====== INPUT FOR THIS TASK ======
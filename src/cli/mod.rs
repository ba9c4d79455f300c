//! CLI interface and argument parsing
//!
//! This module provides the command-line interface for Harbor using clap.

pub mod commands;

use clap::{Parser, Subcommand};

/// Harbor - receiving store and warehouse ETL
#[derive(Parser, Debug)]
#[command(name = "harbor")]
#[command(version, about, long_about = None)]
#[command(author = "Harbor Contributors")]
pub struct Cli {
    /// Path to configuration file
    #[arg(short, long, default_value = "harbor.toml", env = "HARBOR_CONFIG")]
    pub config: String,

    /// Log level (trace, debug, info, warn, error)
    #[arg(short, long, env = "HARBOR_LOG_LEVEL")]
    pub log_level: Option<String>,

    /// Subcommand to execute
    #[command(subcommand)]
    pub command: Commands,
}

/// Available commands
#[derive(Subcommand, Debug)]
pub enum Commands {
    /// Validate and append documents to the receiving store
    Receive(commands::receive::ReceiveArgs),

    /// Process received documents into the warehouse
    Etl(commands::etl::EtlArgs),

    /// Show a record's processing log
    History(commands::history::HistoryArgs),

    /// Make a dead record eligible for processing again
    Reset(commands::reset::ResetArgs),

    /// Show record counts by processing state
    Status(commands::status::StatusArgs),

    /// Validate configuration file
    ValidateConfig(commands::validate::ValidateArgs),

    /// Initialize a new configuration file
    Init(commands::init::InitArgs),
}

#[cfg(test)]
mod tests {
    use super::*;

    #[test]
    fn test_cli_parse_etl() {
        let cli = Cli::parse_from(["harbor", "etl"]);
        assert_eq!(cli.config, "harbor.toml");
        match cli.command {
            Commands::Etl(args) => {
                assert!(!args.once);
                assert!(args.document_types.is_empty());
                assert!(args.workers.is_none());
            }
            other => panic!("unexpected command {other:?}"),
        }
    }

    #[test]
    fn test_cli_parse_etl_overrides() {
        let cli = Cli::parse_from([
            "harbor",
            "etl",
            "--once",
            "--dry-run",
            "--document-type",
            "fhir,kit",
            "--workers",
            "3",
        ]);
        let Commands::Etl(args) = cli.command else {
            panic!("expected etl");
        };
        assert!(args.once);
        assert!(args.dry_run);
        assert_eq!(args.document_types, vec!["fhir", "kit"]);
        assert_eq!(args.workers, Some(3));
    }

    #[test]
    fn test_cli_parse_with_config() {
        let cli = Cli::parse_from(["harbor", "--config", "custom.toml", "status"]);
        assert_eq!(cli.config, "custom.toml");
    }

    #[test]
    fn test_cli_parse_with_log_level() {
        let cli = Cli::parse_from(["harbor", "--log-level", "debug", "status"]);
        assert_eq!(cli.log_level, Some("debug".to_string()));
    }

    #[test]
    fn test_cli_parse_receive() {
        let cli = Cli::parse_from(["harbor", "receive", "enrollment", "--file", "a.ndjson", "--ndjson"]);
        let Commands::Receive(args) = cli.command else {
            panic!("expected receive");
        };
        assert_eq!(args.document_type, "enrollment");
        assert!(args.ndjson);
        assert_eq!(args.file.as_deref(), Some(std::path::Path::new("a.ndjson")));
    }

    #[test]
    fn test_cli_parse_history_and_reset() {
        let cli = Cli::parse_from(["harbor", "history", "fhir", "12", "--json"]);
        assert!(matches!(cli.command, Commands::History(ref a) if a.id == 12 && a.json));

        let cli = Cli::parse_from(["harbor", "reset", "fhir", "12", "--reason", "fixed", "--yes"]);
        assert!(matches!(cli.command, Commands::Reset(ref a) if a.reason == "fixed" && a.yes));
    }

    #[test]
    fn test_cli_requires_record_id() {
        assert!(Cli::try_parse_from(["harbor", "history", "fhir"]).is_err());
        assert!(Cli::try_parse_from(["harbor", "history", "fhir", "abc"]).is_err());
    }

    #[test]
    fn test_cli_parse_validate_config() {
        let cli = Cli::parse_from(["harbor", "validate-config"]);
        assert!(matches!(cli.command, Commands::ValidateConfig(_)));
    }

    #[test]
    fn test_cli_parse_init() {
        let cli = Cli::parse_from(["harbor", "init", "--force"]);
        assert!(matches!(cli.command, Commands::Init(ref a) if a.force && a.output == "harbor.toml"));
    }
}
======
====== INPUT FOR THIS TASK ======
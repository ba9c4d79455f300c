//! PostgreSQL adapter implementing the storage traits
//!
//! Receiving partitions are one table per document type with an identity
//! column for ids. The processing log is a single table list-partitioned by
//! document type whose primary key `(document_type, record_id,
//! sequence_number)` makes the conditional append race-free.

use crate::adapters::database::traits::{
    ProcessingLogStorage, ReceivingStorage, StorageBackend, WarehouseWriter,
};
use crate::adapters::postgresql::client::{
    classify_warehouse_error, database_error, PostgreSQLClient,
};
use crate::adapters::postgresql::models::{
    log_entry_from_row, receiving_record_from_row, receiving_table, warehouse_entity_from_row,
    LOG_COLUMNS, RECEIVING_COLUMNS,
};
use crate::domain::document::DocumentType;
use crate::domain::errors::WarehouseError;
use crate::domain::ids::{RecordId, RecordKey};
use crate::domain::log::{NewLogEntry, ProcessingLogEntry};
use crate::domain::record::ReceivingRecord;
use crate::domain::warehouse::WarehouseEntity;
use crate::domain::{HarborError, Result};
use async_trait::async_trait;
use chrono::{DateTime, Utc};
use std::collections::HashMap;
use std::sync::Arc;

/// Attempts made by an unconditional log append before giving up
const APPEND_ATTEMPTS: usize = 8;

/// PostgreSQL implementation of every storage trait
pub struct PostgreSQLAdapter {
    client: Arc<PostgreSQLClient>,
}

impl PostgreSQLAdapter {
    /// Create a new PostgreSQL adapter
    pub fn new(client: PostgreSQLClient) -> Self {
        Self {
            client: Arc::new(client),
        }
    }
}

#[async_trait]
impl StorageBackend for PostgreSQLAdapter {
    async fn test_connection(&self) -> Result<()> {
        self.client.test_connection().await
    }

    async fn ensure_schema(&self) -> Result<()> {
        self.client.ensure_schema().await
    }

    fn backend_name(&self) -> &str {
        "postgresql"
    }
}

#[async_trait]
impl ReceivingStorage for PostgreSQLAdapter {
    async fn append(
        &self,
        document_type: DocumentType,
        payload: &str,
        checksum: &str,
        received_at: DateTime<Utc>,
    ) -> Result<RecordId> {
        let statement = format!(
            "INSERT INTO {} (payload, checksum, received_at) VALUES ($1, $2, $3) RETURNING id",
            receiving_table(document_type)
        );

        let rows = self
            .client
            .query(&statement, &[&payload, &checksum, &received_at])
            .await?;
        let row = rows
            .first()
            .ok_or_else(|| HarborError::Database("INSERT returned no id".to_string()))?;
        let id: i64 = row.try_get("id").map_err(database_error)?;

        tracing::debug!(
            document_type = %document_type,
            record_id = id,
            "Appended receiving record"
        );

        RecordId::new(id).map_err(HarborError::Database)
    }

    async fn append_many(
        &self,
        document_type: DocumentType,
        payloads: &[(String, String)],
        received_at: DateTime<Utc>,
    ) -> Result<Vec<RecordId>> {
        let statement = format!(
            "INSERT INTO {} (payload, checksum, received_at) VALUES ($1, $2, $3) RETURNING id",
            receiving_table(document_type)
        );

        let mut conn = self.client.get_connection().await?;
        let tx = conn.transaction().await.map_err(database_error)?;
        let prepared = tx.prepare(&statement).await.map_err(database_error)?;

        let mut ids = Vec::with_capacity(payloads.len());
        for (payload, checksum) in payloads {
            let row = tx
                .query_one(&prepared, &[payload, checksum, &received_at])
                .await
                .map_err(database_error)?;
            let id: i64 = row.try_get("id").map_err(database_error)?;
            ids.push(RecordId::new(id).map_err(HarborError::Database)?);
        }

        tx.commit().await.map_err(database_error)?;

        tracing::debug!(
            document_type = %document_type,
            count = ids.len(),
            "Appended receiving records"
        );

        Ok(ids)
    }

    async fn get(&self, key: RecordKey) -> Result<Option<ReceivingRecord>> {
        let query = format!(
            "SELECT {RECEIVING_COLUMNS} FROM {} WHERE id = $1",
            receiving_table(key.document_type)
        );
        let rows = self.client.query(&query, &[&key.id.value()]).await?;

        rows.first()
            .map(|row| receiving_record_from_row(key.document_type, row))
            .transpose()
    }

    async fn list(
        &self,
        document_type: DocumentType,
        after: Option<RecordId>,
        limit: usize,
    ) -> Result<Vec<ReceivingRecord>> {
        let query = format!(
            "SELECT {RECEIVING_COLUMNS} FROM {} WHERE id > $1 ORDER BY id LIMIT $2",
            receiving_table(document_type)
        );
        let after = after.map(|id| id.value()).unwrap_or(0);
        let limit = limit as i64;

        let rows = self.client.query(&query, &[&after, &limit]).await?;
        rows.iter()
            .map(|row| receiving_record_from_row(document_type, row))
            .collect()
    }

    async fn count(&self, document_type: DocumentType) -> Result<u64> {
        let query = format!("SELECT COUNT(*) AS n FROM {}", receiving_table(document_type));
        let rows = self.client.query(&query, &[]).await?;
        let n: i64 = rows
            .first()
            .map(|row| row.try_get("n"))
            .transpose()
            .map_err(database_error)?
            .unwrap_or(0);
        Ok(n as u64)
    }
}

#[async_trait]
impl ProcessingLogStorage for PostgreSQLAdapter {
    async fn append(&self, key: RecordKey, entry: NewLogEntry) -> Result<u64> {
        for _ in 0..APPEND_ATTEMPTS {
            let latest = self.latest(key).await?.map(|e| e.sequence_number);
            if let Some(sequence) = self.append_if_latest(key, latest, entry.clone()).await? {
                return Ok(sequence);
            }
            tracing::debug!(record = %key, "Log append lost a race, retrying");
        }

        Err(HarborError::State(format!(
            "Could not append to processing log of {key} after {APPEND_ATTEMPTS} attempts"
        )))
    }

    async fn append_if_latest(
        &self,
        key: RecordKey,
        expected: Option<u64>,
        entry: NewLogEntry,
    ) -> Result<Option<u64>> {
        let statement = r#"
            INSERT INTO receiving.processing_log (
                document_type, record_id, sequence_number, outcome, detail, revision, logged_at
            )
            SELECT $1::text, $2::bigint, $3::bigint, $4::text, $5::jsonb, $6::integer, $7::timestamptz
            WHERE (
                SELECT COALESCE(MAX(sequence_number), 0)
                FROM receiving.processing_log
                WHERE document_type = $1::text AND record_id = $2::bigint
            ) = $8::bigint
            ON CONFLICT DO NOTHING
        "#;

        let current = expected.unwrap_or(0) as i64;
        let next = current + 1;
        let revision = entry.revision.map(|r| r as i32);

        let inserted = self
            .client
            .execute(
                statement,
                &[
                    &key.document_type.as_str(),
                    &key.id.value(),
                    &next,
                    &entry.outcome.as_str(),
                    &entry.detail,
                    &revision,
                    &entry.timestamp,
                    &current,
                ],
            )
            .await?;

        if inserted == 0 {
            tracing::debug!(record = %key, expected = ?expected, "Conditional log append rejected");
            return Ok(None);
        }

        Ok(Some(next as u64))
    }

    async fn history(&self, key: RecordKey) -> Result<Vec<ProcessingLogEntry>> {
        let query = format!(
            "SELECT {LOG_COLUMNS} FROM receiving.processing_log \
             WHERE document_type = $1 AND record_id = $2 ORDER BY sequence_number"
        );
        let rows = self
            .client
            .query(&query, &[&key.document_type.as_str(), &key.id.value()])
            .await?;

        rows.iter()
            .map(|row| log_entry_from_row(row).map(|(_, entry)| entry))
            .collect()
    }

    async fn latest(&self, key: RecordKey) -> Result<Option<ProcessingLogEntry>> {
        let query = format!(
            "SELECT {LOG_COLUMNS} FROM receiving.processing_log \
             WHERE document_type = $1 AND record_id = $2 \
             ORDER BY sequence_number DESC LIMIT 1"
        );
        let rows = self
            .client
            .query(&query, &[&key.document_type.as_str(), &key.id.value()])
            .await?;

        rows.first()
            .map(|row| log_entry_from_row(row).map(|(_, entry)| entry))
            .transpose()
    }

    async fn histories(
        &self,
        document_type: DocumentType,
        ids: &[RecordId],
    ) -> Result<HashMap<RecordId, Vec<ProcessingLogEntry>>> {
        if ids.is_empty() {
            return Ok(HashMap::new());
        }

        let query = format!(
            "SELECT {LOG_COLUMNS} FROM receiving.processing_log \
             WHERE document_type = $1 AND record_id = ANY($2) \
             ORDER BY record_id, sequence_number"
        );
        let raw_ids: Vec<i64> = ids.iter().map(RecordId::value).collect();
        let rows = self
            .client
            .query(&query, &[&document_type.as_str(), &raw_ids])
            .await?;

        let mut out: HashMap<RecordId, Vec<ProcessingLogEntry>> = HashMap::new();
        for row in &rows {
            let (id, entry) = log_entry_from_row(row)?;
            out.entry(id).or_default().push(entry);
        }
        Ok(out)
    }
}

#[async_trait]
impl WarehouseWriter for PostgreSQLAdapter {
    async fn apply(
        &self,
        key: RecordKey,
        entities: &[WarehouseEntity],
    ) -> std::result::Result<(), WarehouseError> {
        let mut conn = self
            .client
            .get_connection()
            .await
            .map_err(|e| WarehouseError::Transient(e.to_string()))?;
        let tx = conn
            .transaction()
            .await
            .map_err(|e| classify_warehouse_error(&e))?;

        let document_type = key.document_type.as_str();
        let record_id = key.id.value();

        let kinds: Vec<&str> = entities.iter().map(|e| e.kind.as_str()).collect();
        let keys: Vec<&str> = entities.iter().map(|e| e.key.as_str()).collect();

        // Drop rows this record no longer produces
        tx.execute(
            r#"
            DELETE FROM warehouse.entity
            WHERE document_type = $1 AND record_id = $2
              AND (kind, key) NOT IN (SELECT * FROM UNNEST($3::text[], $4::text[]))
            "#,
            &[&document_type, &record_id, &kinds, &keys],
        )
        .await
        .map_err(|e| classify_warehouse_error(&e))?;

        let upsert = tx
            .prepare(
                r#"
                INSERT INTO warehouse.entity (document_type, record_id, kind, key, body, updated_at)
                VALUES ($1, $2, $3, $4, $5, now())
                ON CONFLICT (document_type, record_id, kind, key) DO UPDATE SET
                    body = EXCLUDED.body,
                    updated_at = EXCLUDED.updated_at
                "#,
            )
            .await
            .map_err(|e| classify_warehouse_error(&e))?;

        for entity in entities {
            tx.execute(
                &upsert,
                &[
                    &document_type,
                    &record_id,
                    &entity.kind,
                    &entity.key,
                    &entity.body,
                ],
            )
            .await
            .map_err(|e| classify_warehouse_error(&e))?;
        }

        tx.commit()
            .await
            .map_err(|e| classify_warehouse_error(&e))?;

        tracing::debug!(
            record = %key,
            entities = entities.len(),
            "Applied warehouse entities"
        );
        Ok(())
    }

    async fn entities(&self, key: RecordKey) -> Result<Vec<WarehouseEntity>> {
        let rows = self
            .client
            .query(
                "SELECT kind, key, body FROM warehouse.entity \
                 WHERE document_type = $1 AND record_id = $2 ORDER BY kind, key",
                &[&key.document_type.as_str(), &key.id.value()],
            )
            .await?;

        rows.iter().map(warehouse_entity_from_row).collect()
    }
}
======
TASK DESCRIPTION:
Scan the entries above for the string "matches" and copy each line that contains it.

ANSWER AREA:
        assert!(matches!(cli.command, Commands::History(ref a) if a.id == 12 && a.json));
        assert!(matches!(cli.command, Commands::Reset(ref a) if a.reason == "fixed" && a.yes));
        assert!(matches!(cli.command, Commands::ValidateConfig(_)));
        assert!(matches!(cli.command, Commands::Init(ref a) if a.force && a.output == "harbor.toml"));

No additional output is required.